Cash Gains and Losses

Cash gains originate primarily from customer collections, while cash losses encompass disbursements for operations and capital expenditures. By aggregating inflows and outflows monthly, the schedule illustrates net cash gains or losses, highlighting periods where expenditures exceed receipts, or vice versa. For instance, the substantial expenses in April, coupled with relatively lower collections, may produce a cash shortfall, necessitating borrowing or reallocation of funds.

Cash Surplus or Shortages

Building upon previous schedules, the surplus or shortages schedule projects the running cash balances each month, assuming an initial cash position of $125,000 on March 1 and a minimum required balance of $85,000. When projected cash balances fall below this threshold, it indicates a need for borrowing, while excess balances suggest potential for reinvestment or debt repayment.

Net Cash Flow Analysis

Finally, the net cash flow schedule consolidates all inflows and outflows, revealing the precise timing and amount of cash that must be borrowed or can be re-invested. For example, the project may identify a cash deficit in March and April, necessitating borrowing, while surplus months like May or June might allow for debt repayment or increased investments. These insights inform sound financial planning and ensure liquidity resilience.

Recommendations for Credit Policy

Based on the cash flow analysis, it is vital to assess whether the current credit terms support sustainable business operations. Should cash inflows be inconsistent or insufficient during certain months, tighter credit policies—such as more rapid collection processes or adjustments in credit terms—might be necessary.

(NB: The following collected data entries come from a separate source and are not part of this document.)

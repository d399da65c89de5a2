//! Provider Registry
//!
//! Providers are named sources of data. Each one is registered once with
//! a delivery mode and a factory producing its operation set; the factory
//! runs on every subscribe call so providers get a fresh instance per
//! subscription unless they choose to close over shared state.

use std::collections::HashMap;
use std::fmt;
use std::future::Future;
use std::str::FromStr;
use std::sync::Arc;

use futures::future::BoxFuture;
use serde_json::Value;
use tokio::sync::RwLock;
use tracing::{error, info};

use crate::broker::{Broker, Reporter};
use crate::error::{Error, Result};
use crate::message::CallFailure;

/// How a provider delivers updates for its operations.
#[derive(Debug, Clone, Copy, PartialEq, Eq)]
pub enum DeliveryMode {
    /// The broker re-invokes the operation on a fixed interval.
    Poll,
    /// The provider decides when to deliver, via a [`Reporter`] captured
    /// at subscribe time.
    Push,
}

impl fmt::Display for DeliveryMode {
    fn fmt(&self, f: &mut fmt::Formatter<'_>) -> fmt::Result {
        match self {
            Self::Poll => write!(f, "poll"),
            Self::Push => write!(f, "push"),
        }
    }
}

impl FromStr for DeliveryMode {
    type Err = Error;

    fn from_str(s: &str) -> Result<Self> {
        match s {
            "poll" => Ok(Self::Poll),
            "push" => Ok(Self::Push),
            other => {
                let err = Error::InvalidMode(other.to_string());
                error!("{err}");
                Err(err)
            }
        }
    }
}

/// Future returned by fetch operations.
///
/// Boxing the future normalizes synchronous and asynchronous providers:
/// an immediately-ready value and a deferred one run through the call
/// executor identically.
pub type OperationFuture = BoxFuture<'static, std::result::Result<Value, CallFailure>>;

/// A poll-style fetch operation, invoked with the subscription parameters
/// on the initial call and on every subsequent tick.
pub type FetchFn = Arc<dyn Fn(Option<Value>) -> OperationFuture + Send + Sync>;

/// A push-style setup operation, invoked once per subscription with the
/// parameters and the delivery callback the provider drives.
pub type PushFn = Arc<dyn Fn(Option<Value>, Reporter) + Send + Sync>;

/// A named, invocable member of a provider's operation set.
#[derive(Clone)]
pub enum Operation {
    /// Re-invoked by the broker's scheduler (poll mode).
    Fetch(FetchFn),
    /// Invoked once to hand the provider its reporter (push mode).
    Stream(PushFn),
}

impl Operation {
    /// Build a fetch operation from a closure returning a future.
    pub fn fetch<F, Fut>(f: F) -> Self
    where
        F: Fn(Option<Value>) -> Fut + Send + Sync + 'static,
        Fut: Future<Output = std::result::Result<Value, CallFailure>> + Send + 'static,
    {
        Self::Fetch(Arc::new(move |params| Box::pin(f(params))))
    }

    /// Build a push setup operation from a closure.
    pub fn stream<F>(f: F) -> Self
    where
        F: Fn(Option<Value>, Reporter) + Send + Sync + 'static,
    {
        Self::Stream(Arc::new(f))
    }

    /// Whether this operation can be driven by the given delivery mode.
    #[must_use]
    pub fn matches(&self, mode: DeliveryMode) -> bool {
        matches!(
            (self, mode),
            (Self::Fetch(_), DeliveryMode::Poll) | (Self::Stream(_), DeliveryMode::Push)
        )
    }
}

/// The operations a provider exposes, keyed by name.
#[derive(Clone, Default)]
pub struct OperationSet {
    operations: HashMap<String, Operation>,
}

impl OperationSet {
    /// Create an empty operation set.
    #[must_use]
    pub fn new() -> Self {
        Self::default()
    }

    /// Add an operation, builder style.
    #[must_use]
    pub fn with(mut self, name: impl Into<String>, operation: Operation) -> Self {
        self.operations.insert(name.into(), operation);
        self
    }

    /// Look up an operation by name.
    #[must_use]
    pub fn get(&self, name: &str) -> Option<&Operation> {
        self.operations.get(name)
    }

    /// Names of all operations in the set.
    #[must_use]
    pub fn names(&self) -> Vec<String> {
        self.operations.keys().cloned().collect()
    }
}

impl std::fmt::Debug for OperationSet {
    fn fmt(&self, f: &mut std::fmt::Formatter<'_>) -> std::fmt::Result {
        f.debug_struct("OperationSet")
            .field("operations", &self.operations.keys().collect::<Vec<_>>())
            .finish()
    }
}

/// Builds a provider's operation set, handed a broker handle.
pub type ProviderFactory = Arc<dyn Fn(Broker) -> OperationSet + Send + Sync>;

struct ProviderEntry {
    mode: DeliveryMode,
    factory: ProviderFactory,
}

/// Registry of data providers keyed by identifier.
///
/// Entries are immutable once registered and live for the process
/// lifetime; there is no deregistration.
#[derive(Clone, Default)]
pub struct ProviderRegistry {
    providers: Arc<RwLock<HashMap<String, ProviderEntry>>>,
}

impl ProviderRegistry {
    /// Create an empty registry.
    #[must_use]
    pub fn new() -> Self {
        Self::default()
    }

    /// Register a provider under `id` with the given delivery mode.
    pub async fn register(
        &self,
        id: impl Into<String>,
        factory: ProviderFactory,
        mode: DeliveryMode,
    ) -> Result<()> {
        let id = id.into();
        let mut providers = self.providers.write().await;
        if providers.contains_key(&id) {
            let err = Error::ProviderAlreadyRegistered(id);
            error!("{err}");
            return Err(err);
        }

        info!("Registered provider '{id}' (mode: {mode})");
        providers.insert(id, ProviderEntry { mode, factory });
        Ok(())
    }

    /// Invoke the stored factory and return the operation set along with
    /// the provider's delivery mode.
    pub async fn resolve(&self, id: &str, broker: Broker) -> Result<(OperationSet, DeliveryMode)> {
        // Copy the entry out before invoking the factory; factories are
        // arbitrary code and must not run under the registry lock.
        let (factory, mode) = {
            let providers = self.providers.read().await;
            let entry = providers.get(id).ok_or_else(|| {
                let err = Error::UnknownProvider(id.to_string());
                error!("{err}");
                err
            })?;
            (entry.factory.clone(), entry.mode)
        };

        Ok((factory(broker), mode))
    }

    /// Ids of all registered providers.
    pub async fn ids(&self) -> Vec<String> {
        self.providers.read().await.keys().cloned().collect()
    }
}

#[cfg(test)]
mod tests {
    use super::*;
    use serde_json::json;

    fn noop_factory() -> ProviderFactory {
        Arc::new(|_broker| OperationSet::new())
    }

    #[test]
    fn test_delivery_mode_from_str() {
        assert_eq!("poll".parse::<DeliveryMode>().unwrap(), DeliveryMode::Poll);
        assert_eq!("push".parse::<DeliveryMode>().unwrap(), DeliveryMode::Push);

        let err = "invalid".parse::<DeliveryMode>().unwrap_err();
        assert_eq!(
            err.to_string(),
            "Delivery mode 'invalid' is not a valid mode, must be one of 'poll' or 'push'"
        );
    }

    #[test]
    fn test_delivery_mode_display() {
        assert_eq!(DeliveryMode::Poll.to_string(), "poll");
        assert_eq!(DeliveryMode::Push.to_string(), "push");
    }

    #[test]
    fn test_operation_matches_mode() {
        let fetch = Operation::fetch(|_params| async { Ok(json!(1)) });
        assert!(fetch.matches(DeliveryMode::Poll));
        assert!(!fetch.matches(DeliveryMode::Push));

        let stream = Operation::stream(|_params, _reporter| {});
        assert!(stream.matches(DeliveryMode::Push));
        assert!(!stream.matches(DeliveryMode::Poll));
    }

    #[test]
    fn test_operation_set_lookup() {
        let set = OperationSet::new()
            .with("status", Operation::fetch(|_params| async { Ok(json!(1)) }));

        assert!(set.get("status").is_some());
        assert!(set.get("missing").is_none());
        assert_eq!(set.names(), vec!["status".to_string()]);
    }

    #[tokio::test]
    async fn test_register_makes_provider_available() {
        let registry = ProviderRegistry::new();
        registry
            .register("test_api", noop_factory(), DeliveryMode::Poll)
            .await
            .unwrap();

        assert_eq!(registry.ids().await, vec!["test_api".to_string()]);
    }

    #[tokio::test]
    async fn test_register_rejects_duplicate_id() {
        let registry = ProviderRegistry::new();
        let first: ProviderFactory = Arc::new(|_broker| {
            OperationSet::new().with("original", Operation::fetch(|_p| async { Ok(json!(1)) }))
        });
        registry
            .register("test_api", first, DeliveryMode::Poll)
            .await
            .unwrap();

        let err = registry
            .register("test_api", noop_factory(), DeliveryMode::Push)
            .await
            .unwrap_err();
        assert_eq!(err.to_string(), "Provider 'test_api' already registered");

        // The first registration is untouched.
        let (operations, mode) = registry
            .resolve("test_api", Broker::new())
            .await
            .unwrap();
        assert_eq!(mode, DeliveryMode::Poll);
        assert!(operations.get("original").is_some());
    }

    #[tokio::test]
    async fn test_resolve_unknown_provider() {
        let registry = ProviderRegistry::new();
        let err = registry
            .resolve("invalid_api", Broker::new())
            .await
            .unwrap_err();
        assert_eq!(
            err.to_string(),
            "Unable to find provider matching id 'invalid_api'"
        );
    }
}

Conversely, if collections are strong and predictable, expanding credit terms could promote sales growth without jeopardizing liquidity.

Conclusion

This comprehensive cash flow analysis underscores the importance of diligent planning and management in maintaining liquidity and supporting strategic expansion. By meticulously projecting collections, payments, and cash flows, Bob’s Boats can identify potential shortfalls, optimize credit policies, and enhance overall financial stability. Ongoing monitoring and adjustments will be essential as the business evolves, ensuring sound financial health and operational success.